The aim will be to get 20 million doses of the Pfizer vaccine before the end of this year, in weekly deliveries. Kelly said the AstraZeneca and Novovax vaccines will also be used if and when they are approved by the TGA:
We don’t want a lot of vaccines sitting out in warehouses, so we will be looking to roll out particularly for those priority populations that people will know about now, as soon as we can. But then will be going back to the same population, those people, to give them a second dose. That is really important.
We will await the TGA advice in relation to AstraZeneca but some of the information that has been coming up in the last few weeks is that it may actually be a longer interval for that second dose.”
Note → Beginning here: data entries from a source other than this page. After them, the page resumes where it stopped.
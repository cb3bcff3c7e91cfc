//! Generic Data Access: CRUD parameterized by model name.

pub mod repository;
pub mod session;

pub use repository::DataAccess;
pub use session::{DataSession, SessionSavepoint};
Australia’s chief medical officer, Prof Paul Kelly, is also moving to reassure people about the effectiveness of the AstraZeneca Covid-19 vaccine.
He said it was still in the process of being approved by the Therapeutics Goods Administration, and talked down claims it was less effective in treating the South African variant of the virus.
I just want to make a very clear statement about people taking small amounts of information quickly, without looking at it carefully. And making conclusions. At the moment, I can absolutely say, and this may change in future, and we will be nimble in the way we look at that information, and putting that into our planning, but at the moment, there’s no evidence anywhere in the world AstraZeneca effectiveness against severe infection is affected by any of these variants of concern.
And that is the fact. What we have at the moment is a small group of people in a study not yet peer-reviewed or published in South Africa where there was an effect on the mild or moderate disease in relation to that variant of concern in that country. But there were no severe infections in any of the people that received the vaccine in regards to any of those types of the virus.”